RECORDS FOR THE TASK:
# # # # # # #

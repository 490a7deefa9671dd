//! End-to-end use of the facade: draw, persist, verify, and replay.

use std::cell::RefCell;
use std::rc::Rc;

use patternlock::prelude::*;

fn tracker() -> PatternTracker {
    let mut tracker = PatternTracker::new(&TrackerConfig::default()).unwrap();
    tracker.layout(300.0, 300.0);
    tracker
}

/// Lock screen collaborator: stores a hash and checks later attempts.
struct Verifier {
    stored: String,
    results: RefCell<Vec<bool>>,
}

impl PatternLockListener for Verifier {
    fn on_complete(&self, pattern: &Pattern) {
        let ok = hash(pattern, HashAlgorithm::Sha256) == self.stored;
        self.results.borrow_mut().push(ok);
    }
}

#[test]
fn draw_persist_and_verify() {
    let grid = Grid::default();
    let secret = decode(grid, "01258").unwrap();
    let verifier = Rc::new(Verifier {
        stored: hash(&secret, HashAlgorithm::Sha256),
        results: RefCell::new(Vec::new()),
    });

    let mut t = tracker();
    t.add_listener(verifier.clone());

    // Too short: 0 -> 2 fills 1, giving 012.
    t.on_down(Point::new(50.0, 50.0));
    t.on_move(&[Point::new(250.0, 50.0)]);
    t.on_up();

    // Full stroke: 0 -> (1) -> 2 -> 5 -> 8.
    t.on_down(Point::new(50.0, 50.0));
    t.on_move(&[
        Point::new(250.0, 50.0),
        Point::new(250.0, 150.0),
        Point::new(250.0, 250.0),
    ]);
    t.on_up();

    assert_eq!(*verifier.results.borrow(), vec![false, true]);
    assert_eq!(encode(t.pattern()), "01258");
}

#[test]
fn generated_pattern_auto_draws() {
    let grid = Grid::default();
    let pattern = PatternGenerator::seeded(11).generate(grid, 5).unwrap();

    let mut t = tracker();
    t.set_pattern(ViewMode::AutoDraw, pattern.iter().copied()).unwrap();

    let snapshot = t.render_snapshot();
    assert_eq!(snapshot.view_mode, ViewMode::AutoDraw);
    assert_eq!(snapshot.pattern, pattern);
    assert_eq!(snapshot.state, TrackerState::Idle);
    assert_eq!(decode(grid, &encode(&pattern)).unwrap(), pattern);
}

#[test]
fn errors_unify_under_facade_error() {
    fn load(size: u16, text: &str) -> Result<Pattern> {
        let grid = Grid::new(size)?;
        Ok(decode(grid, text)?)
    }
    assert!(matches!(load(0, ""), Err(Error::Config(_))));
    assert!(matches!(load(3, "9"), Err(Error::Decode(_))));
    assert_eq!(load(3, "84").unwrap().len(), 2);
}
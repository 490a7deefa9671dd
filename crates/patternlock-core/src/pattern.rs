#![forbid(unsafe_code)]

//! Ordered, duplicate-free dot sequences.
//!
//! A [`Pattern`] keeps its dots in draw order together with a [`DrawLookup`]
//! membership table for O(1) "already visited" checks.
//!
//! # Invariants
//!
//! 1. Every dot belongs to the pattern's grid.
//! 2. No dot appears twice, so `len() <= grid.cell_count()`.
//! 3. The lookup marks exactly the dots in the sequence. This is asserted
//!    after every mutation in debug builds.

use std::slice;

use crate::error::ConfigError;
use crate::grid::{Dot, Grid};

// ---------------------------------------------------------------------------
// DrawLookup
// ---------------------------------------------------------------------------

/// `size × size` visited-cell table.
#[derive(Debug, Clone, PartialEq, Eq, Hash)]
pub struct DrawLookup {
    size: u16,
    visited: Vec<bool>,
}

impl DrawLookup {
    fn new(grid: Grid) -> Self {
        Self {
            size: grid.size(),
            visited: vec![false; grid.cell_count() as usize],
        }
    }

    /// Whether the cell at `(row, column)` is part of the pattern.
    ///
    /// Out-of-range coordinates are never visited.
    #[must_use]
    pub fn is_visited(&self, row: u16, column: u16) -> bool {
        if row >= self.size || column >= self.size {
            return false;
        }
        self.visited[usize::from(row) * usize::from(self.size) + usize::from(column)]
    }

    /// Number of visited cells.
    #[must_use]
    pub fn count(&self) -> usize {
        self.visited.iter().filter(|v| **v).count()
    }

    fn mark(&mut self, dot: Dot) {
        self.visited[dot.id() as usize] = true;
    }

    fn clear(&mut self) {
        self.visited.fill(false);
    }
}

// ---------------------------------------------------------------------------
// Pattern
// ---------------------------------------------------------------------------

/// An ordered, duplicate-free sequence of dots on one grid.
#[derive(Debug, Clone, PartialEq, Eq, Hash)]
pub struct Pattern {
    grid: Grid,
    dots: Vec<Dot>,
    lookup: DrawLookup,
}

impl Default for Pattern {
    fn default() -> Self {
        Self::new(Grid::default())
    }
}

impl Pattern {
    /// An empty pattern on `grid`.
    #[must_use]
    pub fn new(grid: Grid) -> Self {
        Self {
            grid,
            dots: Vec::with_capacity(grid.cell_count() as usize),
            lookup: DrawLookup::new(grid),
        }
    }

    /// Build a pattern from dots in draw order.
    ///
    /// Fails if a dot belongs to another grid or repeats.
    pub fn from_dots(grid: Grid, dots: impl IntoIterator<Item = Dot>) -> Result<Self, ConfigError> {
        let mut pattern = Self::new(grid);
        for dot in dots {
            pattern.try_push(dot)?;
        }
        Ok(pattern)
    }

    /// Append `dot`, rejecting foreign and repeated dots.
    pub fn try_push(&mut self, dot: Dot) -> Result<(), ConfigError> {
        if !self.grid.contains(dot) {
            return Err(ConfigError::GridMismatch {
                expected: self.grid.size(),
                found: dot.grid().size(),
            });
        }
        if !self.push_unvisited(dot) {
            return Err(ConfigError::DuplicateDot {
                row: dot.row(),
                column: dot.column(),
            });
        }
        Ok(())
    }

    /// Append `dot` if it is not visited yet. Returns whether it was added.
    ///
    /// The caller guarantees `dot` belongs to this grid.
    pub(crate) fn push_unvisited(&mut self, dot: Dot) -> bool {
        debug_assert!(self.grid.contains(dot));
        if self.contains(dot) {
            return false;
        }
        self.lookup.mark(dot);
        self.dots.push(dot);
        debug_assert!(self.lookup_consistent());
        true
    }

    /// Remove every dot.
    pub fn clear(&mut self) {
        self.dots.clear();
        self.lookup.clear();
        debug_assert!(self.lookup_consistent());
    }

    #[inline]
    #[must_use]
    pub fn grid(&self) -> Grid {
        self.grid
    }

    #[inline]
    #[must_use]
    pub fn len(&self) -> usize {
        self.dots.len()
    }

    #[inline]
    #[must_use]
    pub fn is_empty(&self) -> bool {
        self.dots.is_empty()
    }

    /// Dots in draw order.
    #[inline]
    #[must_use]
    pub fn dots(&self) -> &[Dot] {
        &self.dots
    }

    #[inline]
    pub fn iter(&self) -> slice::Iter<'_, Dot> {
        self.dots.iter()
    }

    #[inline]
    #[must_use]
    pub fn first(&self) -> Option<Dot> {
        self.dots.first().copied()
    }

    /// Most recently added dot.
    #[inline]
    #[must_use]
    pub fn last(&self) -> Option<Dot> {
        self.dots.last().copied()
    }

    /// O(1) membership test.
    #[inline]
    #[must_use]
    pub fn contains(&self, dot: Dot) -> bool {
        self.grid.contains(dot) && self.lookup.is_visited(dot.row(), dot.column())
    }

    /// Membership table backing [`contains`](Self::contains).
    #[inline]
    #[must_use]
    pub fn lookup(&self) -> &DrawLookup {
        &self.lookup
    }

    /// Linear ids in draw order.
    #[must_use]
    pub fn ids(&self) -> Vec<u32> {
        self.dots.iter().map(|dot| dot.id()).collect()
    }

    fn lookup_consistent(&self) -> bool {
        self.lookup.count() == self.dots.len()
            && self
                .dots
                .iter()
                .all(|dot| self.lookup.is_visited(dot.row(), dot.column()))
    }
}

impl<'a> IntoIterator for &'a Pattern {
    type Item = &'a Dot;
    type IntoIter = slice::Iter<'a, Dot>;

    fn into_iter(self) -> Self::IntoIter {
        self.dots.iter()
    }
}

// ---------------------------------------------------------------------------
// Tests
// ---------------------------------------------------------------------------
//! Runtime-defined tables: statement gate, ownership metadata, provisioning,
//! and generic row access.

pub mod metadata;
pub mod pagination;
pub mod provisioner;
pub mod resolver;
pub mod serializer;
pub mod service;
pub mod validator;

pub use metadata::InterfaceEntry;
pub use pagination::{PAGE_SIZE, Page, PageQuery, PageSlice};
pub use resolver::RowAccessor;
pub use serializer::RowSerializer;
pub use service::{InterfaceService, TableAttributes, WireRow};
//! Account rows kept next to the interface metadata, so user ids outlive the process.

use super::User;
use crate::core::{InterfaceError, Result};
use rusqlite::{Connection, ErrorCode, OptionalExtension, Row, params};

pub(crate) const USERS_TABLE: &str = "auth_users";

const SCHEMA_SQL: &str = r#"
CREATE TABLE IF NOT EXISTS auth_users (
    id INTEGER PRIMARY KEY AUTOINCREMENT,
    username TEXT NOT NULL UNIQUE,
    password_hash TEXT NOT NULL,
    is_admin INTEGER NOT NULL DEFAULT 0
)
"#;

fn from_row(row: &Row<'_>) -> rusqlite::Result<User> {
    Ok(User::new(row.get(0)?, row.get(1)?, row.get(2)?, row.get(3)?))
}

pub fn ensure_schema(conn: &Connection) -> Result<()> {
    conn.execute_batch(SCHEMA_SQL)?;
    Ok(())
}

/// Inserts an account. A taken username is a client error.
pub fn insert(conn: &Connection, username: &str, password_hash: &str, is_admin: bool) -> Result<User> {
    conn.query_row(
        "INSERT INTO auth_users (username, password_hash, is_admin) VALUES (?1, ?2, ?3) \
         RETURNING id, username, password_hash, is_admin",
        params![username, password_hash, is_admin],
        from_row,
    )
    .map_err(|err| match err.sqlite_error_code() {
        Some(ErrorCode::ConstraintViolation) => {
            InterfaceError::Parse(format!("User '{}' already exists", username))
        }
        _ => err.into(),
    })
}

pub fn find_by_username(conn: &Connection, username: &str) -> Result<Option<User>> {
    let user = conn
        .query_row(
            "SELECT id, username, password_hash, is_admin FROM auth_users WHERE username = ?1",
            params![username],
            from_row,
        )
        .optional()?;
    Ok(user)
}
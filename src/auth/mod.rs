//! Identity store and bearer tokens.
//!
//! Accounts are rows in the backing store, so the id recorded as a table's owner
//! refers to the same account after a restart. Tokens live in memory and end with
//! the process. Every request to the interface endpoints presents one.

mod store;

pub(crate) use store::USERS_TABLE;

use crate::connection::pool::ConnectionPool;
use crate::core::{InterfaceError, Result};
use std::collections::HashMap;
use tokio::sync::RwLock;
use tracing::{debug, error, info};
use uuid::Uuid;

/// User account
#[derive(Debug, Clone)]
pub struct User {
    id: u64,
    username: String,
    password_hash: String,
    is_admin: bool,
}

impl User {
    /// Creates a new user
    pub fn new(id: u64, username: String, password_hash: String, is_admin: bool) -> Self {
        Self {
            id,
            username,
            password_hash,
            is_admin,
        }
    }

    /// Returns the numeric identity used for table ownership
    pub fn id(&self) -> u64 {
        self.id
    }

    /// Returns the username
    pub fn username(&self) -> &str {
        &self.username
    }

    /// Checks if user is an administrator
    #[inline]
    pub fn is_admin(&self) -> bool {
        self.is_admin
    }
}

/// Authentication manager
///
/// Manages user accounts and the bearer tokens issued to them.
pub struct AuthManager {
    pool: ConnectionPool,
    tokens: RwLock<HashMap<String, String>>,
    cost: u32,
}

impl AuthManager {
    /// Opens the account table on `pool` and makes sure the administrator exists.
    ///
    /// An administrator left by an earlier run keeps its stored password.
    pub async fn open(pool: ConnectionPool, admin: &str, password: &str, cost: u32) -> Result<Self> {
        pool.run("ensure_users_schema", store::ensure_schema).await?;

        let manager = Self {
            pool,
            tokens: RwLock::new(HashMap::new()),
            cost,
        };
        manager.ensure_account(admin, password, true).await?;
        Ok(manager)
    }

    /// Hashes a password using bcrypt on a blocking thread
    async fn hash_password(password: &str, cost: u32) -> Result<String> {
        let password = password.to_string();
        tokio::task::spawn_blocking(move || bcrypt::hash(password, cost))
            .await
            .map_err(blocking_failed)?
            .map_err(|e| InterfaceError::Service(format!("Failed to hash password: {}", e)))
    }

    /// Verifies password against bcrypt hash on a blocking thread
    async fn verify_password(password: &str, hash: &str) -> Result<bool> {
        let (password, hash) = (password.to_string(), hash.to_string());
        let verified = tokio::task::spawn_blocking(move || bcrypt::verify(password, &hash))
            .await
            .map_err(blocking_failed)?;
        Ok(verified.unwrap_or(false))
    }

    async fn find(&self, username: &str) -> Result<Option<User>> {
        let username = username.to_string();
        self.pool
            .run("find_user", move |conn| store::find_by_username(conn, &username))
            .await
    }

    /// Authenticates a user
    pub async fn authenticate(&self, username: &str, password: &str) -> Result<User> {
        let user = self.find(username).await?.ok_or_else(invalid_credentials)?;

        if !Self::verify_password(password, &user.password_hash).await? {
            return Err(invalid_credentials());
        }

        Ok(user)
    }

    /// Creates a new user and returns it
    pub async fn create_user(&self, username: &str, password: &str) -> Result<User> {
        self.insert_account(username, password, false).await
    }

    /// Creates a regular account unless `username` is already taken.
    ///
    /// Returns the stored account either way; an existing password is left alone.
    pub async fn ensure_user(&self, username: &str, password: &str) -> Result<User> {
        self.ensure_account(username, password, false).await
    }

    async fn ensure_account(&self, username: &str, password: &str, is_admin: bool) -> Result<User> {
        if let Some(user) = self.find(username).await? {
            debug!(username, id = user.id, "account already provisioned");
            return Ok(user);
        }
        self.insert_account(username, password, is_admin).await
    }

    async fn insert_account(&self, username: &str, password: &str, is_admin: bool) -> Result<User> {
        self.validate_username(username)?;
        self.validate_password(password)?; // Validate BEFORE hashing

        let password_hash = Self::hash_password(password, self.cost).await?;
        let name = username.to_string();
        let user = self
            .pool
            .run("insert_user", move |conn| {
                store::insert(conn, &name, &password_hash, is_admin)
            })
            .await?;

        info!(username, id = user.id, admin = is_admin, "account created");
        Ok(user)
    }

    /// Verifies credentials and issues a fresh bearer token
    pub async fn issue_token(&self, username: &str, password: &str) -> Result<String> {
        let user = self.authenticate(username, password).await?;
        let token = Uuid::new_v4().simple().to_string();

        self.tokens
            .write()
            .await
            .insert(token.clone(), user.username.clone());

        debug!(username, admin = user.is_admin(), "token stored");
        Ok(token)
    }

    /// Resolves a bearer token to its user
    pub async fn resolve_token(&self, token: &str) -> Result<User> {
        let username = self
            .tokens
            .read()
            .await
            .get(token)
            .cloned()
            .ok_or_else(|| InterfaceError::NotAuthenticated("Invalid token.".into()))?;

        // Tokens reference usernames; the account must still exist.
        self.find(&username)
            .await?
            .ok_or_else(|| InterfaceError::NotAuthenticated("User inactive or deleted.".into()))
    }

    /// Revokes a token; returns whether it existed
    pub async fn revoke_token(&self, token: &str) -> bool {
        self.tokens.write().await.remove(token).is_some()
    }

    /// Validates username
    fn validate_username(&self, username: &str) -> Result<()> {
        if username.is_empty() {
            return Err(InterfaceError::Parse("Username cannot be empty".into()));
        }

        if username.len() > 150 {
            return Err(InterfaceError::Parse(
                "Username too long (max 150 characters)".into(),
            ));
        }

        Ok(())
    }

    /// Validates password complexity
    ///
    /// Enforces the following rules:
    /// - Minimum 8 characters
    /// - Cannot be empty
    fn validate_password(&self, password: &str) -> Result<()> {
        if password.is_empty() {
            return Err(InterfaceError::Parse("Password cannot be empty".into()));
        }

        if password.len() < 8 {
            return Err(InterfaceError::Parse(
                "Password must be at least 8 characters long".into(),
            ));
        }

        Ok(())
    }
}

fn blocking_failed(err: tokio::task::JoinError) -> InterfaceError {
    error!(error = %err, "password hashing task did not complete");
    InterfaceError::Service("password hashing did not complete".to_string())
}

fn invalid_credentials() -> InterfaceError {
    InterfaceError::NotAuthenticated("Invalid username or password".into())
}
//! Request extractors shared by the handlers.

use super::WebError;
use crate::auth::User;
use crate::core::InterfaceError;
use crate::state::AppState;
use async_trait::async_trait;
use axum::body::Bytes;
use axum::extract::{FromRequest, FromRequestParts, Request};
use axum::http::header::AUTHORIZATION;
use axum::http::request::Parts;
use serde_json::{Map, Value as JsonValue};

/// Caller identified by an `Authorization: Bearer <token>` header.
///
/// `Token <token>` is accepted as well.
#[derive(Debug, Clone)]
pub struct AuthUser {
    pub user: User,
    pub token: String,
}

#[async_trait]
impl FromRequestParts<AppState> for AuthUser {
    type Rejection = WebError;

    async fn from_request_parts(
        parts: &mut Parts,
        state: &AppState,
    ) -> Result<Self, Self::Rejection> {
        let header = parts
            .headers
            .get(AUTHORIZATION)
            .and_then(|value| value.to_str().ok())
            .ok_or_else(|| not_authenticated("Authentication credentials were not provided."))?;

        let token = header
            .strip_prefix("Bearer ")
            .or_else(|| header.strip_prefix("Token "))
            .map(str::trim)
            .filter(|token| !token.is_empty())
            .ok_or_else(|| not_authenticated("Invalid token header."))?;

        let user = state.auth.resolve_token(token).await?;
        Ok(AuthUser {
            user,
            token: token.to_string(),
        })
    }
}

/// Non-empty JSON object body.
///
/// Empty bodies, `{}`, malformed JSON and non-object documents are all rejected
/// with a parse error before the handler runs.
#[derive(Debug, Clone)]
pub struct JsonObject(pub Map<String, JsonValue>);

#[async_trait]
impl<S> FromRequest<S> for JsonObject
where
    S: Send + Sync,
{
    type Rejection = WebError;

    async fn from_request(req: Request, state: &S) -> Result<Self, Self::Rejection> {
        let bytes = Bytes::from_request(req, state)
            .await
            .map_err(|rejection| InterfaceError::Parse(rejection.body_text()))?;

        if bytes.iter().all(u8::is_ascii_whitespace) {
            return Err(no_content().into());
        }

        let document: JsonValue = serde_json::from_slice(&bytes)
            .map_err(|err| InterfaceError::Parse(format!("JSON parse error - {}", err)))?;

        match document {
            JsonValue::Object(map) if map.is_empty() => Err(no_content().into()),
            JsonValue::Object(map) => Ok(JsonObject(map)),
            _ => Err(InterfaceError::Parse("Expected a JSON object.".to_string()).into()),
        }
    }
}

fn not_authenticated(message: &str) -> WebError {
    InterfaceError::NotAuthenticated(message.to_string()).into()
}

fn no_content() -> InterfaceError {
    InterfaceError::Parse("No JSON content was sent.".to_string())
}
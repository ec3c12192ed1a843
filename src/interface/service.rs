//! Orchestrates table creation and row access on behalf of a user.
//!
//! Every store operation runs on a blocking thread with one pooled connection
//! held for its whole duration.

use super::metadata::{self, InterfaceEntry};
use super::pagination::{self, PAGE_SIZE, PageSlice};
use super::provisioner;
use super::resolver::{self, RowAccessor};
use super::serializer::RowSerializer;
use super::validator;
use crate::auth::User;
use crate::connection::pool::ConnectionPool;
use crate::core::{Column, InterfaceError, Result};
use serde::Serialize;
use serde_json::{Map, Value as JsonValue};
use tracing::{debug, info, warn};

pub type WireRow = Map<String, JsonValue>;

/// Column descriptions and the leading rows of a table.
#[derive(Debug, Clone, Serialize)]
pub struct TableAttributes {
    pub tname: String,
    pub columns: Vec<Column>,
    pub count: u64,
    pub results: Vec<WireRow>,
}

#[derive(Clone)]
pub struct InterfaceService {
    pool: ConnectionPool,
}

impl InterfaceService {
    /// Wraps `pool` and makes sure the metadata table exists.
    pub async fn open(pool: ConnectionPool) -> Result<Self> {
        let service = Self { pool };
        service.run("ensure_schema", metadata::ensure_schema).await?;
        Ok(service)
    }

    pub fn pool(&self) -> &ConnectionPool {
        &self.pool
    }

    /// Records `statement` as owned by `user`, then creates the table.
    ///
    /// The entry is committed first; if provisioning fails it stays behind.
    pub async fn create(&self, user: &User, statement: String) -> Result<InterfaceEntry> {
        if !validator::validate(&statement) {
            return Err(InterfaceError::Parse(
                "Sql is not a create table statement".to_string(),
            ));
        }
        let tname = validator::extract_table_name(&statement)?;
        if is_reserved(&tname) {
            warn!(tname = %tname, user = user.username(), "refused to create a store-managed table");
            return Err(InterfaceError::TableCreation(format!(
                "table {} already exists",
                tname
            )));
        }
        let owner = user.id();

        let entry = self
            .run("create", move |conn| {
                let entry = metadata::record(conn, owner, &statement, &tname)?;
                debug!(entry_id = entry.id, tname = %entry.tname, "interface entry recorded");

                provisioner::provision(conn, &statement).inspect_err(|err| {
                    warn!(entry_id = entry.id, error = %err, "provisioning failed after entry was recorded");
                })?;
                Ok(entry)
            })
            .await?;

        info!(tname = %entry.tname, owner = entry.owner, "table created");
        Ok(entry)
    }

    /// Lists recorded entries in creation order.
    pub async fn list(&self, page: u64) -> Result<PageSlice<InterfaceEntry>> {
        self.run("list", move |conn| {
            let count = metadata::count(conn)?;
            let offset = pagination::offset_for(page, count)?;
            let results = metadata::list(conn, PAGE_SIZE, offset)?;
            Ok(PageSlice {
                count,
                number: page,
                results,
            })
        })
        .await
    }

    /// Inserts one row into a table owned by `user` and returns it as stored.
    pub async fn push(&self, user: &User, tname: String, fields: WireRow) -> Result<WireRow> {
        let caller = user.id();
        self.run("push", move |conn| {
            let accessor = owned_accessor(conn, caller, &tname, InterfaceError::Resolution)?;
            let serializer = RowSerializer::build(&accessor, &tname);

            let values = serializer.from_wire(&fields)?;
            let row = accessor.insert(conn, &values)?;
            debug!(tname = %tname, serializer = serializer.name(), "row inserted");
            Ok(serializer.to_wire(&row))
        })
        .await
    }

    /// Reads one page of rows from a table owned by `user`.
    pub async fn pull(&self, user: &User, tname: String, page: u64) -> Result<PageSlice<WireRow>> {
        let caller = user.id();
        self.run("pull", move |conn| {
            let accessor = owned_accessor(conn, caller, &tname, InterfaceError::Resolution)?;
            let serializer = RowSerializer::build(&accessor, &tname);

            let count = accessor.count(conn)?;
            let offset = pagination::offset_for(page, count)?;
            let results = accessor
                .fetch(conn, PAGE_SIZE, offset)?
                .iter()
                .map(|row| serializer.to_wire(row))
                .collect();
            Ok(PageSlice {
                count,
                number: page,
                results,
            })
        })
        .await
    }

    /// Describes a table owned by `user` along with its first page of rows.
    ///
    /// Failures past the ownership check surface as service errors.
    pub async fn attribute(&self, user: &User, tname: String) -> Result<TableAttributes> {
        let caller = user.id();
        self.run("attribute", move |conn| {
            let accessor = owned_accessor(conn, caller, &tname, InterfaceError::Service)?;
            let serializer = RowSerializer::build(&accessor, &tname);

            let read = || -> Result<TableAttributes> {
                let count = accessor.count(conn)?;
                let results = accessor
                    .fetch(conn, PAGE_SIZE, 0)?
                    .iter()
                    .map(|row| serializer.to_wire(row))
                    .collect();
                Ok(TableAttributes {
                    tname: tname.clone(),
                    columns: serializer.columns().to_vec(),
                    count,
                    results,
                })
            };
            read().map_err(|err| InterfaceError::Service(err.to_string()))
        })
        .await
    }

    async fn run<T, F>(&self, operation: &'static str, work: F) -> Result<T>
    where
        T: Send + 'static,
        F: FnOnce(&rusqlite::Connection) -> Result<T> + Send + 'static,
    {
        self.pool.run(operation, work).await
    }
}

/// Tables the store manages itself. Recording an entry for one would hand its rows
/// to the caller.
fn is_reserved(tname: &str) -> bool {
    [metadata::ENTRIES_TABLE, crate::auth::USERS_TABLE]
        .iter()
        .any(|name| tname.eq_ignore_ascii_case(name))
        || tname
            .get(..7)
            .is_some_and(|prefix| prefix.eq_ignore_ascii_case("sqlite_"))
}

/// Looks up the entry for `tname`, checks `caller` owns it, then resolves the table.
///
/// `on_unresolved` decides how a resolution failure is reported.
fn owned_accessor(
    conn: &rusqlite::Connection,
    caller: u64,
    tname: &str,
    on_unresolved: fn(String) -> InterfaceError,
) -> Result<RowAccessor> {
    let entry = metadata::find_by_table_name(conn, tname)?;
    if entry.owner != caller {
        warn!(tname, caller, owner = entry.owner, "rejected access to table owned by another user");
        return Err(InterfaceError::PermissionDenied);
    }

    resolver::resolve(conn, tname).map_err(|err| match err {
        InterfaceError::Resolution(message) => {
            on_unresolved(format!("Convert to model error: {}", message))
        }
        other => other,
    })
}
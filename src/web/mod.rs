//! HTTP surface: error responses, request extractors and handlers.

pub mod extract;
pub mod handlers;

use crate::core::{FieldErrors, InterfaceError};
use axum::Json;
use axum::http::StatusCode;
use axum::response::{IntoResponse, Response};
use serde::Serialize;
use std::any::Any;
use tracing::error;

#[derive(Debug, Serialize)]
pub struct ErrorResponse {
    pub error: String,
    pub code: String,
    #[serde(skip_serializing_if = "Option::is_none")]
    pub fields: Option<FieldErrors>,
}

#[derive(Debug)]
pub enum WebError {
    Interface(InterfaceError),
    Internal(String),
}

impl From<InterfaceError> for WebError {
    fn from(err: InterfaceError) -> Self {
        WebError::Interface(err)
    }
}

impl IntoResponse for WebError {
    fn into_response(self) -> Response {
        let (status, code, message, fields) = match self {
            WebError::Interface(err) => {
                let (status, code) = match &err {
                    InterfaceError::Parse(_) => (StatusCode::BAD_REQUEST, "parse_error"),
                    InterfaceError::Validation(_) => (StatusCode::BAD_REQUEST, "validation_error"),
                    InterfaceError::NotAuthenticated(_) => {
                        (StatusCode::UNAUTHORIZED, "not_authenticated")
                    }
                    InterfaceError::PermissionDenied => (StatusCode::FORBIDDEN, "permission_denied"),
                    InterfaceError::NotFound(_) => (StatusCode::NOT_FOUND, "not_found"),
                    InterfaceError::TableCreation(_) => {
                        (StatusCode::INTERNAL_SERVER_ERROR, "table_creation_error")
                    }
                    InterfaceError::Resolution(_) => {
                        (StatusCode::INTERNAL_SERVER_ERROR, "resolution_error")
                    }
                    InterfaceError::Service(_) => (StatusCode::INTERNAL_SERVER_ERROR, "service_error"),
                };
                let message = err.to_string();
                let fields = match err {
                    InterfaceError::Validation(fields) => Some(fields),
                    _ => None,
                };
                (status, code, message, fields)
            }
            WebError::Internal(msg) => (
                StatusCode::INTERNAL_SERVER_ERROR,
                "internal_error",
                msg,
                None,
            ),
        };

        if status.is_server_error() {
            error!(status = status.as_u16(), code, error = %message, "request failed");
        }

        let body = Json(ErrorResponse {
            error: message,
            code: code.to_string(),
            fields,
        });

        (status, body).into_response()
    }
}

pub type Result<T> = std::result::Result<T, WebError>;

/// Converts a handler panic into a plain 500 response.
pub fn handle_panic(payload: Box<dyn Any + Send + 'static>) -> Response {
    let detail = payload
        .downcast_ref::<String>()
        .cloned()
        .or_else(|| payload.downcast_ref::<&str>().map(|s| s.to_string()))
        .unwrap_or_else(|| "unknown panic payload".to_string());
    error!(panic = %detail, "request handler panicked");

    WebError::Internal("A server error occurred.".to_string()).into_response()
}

# # # # # # #

PROBLEM DESCRIPTION: The answer is every line in the data where the word "surface" appears.

ANSWER SPACE:
    /// Failures past the ownership check surface as service errors.
//! HTTP surface: error responses, request extractors and handlers.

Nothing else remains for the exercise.